Imagine this scenario–Mega Store has its primary insurance coverage with Super Insurance Company, which was recently declared insolvent and ordered liquidated by a court; Super Insurance was domiciled in Mega Store's home state (a small southern state). Super Insurance Company also insured a number of other large retailers and corporations around the country in addition to writing some personal lines. Super ran into financial difficulties due to the severe underpricing of their various lines of business along with excessive losses with a bit of corporate fraud thrown in on top, thus rendering them statutorily insolvent and unable to pay their claims. The various state guaranty associations (GAs) are triggered by the liquidation order to fulfill their statutory obligations.

Mega Store is worth billions of dollars. Their primary insurance policy limits and outstanding claims amounts alone would exhaust the entire yearly guaranty assessment capacity of the other than auto assessment account for that guaranty association even with the application of the per claim statutory limitations.
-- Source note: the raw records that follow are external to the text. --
use serde::{Deserialize, Serialize};
use std::collections::BTreeMap;

use ordered_float::OrderedFloat;

/// Dynamically typed result exchanged between computation nodes.
///
/// Floats are wrapped in [`OrderedFloat`] so values are `Eq + Hash`, which keeps cached results
/// comparable across repeated evaluations of the same point.
#[derive(Serialize, Deserialize, Clone, PartialEq, Eq, Hash, Debug)]
#[serde(untagged)]
pub enum Value {
    Boolean(bool),
    Integer(i64),
    Number(OrderedFloat<f64>),
    String(String),
    Array(Vec<Value>),
    Map(BTreeMap<String, Value>),
}

impl Value {
    /// Numeric view; integers are widened.
    pub fn as_number(&self) -> Option<f64> {
        match self {
            Value::Number(n) => Some(n.into_inner()),
            Value::Integer(i) => Some(*i as f64),
            _ => None,
        }
    }

    pub fn as_integer(&self) -> Option<i64> {
        match self {
            Value::Integer(i) => Some(*i),
            _ => None,
        }
    }

    pub fn as_bool(&self) -> Option<bool> {
        match self {
            Value::Boolean(b) => Some(*b),
            _ => None,
        }
    }

    pub fn as_str(&self) -> Option<&str> {
        match self {
            Value::String(s) => Some(s),
            _ => None,
        }
    }

    pub fn as_array(&self) -> Option<&[Value]> {
        match self {
            Value::Array(a) => Some(a),
            _ => None,
        }
    }

    pub fn as_map(&self) -> Option<&BTreeMap<String, Value>> {
        match self {
            Value::Map(m) => Some(m),
            _ => None,
        }
    }

    /// Looks up `key` if this is a map.
    pub fn get(&self, key: &str) -> Option<&Value> {
        self.as_map().and_then(|m| m.get(key))
    }

    pub fn kind(&self) -> &'static str {
        match self {
            Value::Boolean(_) => "boolean",
            Value::Integer(_) => "integer",
            Value::Number(_) => "number",
            Value::String(_) => "string",
            Value::Array(_) => "array",
            Value::Map(_) => "map",
        }
    }

    /// Builds a map value from `(key, value)` pairs.
    pub fn map<K, V>(entries: impl IntoIterator<Item = (K, V)>) -> Self
    where
        K: Into<String>,
        V: Into<Value>,
    {
        Value::Map(
            entries
                .into_iter()
                .map(|(k, v)| (k.into(), v.into()))
                .collect(),
        )
    }
}

impl From<f64> for Value {
    fn from(value: f64) -> Self {
        Value::Number(OrderedFloat(value))
    }
}

impl From<f32> for Value {
    fn from(value: f32) -> Self {
        Value::Number(OrderedFloat(value as f64))
    }
}

impl From<i64> for Value {
    fn from(value: i64) -> Self {
        Value::Integer(value)
    }
}

impl From<bool> for Value {
    fn from(value: bool) -> Self {
        Value::Boolean(value)
    }
}

impl From<String> for Value {
    fn from(value: String) -> Self {
        Value::String(value)
    }
}

impl From<&str> for Value {
    fn from(value: &str) -> Self {
        Value::String(value.to_string())
    }
}

impl From<Vec<Value>> for Value {
    fn from(value: Vec<Value>) -> Self {
        Value::Array(value)
    }
}

impl From<serde_json::Value> for Value {
    fn from(value: serde_json::Value) -> Self {
        match value {
            serde_json::Value::Null => Value::Map(BTreeMap::new()),
            serde_json::Value::Bool(b) => Value::Boolean(b),
            serde_json::Value::Number(n) => {
                if let Some(i) = n.as_i64() {
                    Value::Integer(i)
                } else {
                    Value::Number(OrderedFloat(n.as_f64().unwrap_or(f64::NAN)))
                }
            }
            serde_json::Value::String(s) => Value::String(s),
            serde_json::Value::Array(a) => Value::Array(a.into_iter().map(Value::from).collect()),
            serde_json::Value::Object(o) => {
                Value::Map(o.into_iter().map(|(k, v)| (k, Value::from(v))).collect())
            }
        }
    }
}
With Mega Store's claims at the time of insolvency exceeding the yearly assessment capacity of the guaranty association in their home state, the guaranty fund would not be able to meet all of its obligations in the other than auto account to the policyholders in that state. This results in the GA having to prorate claims to all covered claims had that small southern state not adopted the Net Worth Exclusion in their guaranty association act. Additionally, several other states affected by the Super Insurance Company insolvency would also be in the same boat with the large number of high net worth insured claims versus the claims of the company's smaller insureds and personal lines insureds causing GA capacity issues without the adoption of the net worth exclusion.